**Task goal**
With the material below, print exactly the lines between the line holding "fn try_from(modules: Vec<Module>)" and the line holding "for module in", inclusive. Add nothing else.

### Records supplied ###

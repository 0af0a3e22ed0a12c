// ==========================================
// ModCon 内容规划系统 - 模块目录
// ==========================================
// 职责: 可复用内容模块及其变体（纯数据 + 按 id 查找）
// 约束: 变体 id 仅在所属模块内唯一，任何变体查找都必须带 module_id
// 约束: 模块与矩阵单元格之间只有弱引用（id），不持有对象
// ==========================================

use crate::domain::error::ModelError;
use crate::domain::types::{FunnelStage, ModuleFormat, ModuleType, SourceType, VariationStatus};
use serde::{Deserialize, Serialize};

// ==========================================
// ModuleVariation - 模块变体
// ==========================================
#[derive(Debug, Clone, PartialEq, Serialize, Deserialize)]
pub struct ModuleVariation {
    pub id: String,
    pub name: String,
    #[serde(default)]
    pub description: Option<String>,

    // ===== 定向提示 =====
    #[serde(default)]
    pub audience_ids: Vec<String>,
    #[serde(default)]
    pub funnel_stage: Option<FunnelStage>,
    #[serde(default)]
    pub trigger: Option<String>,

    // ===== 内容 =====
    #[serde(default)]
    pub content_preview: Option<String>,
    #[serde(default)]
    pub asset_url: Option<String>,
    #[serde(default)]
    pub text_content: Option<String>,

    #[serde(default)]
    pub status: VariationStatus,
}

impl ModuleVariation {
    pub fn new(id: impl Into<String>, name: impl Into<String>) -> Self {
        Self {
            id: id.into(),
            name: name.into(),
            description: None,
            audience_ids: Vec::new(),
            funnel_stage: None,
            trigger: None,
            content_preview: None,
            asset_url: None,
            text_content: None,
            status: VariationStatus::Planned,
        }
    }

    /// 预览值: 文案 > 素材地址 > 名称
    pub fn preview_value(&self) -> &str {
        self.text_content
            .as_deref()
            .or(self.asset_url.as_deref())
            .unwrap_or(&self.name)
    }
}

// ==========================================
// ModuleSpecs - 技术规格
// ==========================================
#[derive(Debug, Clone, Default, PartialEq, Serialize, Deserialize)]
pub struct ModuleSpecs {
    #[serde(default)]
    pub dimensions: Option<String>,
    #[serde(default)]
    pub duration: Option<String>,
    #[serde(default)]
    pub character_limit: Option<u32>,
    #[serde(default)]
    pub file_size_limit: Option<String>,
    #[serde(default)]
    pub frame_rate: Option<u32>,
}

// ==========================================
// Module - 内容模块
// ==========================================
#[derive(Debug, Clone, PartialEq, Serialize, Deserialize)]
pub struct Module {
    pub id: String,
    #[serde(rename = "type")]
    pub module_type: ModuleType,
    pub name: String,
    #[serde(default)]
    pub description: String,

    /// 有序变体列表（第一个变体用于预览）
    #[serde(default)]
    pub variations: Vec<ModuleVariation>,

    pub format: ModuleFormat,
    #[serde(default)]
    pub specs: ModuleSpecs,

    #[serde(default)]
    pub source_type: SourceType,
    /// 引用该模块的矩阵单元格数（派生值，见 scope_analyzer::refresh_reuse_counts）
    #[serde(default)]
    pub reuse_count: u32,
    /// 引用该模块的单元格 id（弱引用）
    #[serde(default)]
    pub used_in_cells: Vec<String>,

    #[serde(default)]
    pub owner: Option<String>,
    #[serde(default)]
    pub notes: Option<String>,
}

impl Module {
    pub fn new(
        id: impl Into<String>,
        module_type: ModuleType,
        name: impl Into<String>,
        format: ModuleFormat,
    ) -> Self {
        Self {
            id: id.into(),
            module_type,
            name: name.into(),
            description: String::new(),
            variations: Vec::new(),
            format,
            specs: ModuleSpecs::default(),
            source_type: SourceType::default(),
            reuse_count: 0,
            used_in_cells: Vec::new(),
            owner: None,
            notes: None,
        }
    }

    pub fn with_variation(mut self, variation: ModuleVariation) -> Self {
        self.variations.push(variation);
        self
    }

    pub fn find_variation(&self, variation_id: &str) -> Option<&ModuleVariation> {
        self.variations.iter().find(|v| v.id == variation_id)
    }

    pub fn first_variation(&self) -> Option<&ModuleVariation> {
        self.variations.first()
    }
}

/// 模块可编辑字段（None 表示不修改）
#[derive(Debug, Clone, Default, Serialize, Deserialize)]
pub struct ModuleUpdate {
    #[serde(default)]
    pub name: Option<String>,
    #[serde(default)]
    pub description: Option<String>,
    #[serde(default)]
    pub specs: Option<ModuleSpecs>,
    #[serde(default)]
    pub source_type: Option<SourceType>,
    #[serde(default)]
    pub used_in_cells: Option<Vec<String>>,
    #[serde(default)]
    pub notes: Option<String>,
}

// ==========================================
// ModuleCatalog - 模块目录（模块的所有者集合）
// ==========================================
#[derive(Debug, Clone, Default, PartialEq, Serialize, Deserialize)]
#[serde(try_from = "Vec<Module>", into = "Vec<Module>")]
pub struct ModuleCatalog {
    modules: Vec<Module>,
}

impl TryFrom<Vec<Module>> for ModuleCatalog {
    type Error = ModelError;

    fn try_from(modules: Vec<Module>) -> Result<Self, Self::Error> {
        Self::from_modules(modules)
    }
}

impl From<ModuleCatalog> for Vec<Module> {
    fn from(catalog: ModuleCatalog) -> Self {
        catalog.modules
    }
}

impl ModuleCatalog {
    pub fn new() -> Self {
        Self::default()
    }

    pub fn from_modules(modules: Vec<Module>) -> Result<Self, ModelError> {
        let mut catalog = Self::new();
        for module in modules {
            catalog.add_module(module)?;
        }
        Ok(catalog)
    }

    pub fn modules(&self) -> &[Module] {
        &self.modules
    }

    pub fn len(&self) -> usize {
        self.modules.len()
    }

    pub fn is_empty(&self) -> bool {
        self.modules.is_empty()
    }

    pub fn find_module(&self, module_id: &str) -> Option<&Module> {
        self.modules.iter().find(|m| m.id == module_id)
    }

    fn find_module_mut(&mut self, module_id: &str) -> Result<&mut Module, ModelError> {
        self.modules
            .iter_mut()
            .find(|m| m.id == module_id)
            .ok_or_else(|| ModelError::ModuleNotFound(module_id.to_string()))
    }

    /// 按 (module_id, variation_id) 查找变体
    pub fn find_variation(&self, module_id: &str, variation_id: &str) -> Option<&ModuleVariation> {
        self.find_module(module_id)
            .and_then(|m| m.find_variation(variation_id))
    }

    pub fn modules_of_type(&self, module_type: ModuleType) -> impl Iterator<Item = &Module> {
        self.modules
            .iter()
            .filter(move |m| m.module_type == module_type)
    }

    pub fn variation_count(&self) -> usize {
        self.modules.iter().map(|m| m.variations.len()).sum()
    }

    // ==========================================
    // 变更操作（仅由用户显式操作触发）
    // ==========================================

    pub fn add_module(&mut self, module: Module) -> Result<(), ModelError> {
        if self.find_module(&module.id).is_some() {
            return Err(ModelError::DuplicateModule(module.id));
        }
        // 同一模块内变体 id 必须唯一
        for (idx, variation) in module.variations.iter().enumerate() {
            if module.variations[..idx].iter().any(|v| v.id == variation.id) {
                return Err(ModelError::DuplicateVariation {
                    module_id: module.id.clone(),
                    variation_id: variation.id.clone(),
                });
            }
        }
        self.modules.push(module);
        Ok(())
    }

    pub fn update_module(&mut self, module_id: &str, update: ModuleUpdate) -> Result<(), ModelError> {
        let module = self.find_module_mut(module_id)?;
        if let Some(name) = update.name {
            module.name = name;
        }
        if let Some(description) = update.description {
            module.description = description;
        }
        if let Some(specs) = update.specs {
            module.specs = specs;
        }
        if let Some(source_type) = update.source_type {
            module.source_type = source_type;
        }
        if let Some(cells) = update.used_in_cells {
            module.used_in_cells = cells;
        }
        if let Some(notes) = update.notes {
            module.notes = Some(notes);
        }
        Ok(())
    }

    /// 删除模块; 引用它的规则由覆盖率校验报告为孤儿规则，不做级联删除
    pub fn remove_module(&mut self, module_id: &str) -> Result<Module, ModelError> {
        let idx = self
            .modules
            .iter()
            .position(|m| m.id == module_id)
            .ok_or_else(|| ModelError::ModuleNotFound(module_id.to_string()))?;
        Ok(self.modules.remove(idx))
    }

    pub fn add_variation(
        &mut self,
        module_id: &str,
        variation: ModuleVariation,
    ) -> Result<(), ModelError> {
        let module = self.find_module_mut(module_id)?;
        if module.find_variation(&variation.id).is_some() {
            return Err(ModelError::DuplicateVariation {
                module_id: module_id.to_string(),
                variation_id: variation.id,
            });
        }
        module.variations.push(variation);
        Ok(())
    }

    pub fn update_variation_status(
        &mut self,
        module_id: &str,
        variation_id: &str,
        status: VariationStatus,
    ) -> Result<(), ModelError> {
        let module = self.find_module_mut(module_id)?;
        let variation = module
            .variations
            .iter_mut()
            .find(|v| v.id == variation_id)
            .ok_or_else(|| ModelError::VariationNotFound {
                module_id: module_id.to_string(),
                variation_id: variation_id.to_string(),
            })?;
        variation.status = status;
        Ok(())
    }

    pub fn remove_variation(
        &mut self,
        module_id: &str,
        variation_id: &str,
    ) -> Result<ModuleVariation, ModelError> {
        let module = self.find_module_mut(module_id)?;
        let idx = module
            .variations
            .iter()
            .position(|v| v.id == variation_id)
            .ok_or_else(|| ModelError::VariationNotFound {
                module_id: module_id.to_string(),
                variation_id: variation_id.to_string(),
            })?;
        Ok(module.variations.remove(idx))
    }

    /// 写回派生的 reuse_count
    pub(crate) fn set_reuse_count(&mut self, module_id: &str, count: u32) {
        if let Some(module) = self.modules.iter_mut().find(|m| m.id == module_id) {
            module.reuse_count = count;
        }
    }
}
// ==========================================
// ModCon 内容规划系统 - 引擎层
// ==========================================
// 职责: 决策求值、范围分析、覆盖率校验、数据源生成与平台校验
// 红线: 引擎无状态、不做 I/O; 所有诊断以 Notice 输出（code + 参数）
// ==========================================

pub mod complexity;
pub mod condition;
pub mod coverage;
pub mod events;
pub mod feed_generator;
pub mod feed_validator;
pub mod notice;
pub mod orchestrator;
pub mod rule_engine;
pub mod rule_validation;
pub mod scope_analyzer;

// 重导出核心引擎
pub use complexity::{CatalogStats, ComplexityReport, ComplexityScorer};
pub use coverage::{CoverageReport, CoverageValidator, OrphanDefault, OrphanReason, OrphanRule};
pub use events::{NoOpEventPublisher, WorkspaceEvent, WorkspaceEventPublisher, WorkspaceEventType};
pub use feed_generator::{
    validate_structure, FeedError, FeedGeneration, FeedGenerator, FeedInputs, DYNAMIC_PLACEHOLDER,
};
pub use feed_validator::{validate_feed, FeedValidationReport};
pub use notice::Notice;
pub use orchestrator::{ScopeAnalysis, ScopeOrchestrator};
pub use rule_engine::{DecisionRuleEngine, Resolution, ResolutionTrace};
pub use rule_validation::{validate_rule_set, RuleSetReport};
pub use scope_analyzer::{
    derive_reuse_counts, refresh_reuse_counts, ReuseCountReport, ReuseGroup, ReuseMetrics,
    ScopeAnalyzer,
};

###

**Solution to this problem**
    fn try_from(modules: Vec<Module>) -> Result<Self, Self::Error> {
        Self::from_modules(modules)
    }
}

impl From<ModuleCatalog> for Vec<Module> {
    fn from(catalog: ModuleCatalog) -> Self {
        catalog.modules
    }
}

impl ModuleCatalog {
    pub fn new() -> Self {
        Self::default()
    }

    pub fn from_modules(modules: Vec<Module>) -> Result<Self, ModelError> {
        let mut catalog = Self::new();
        for module in modules {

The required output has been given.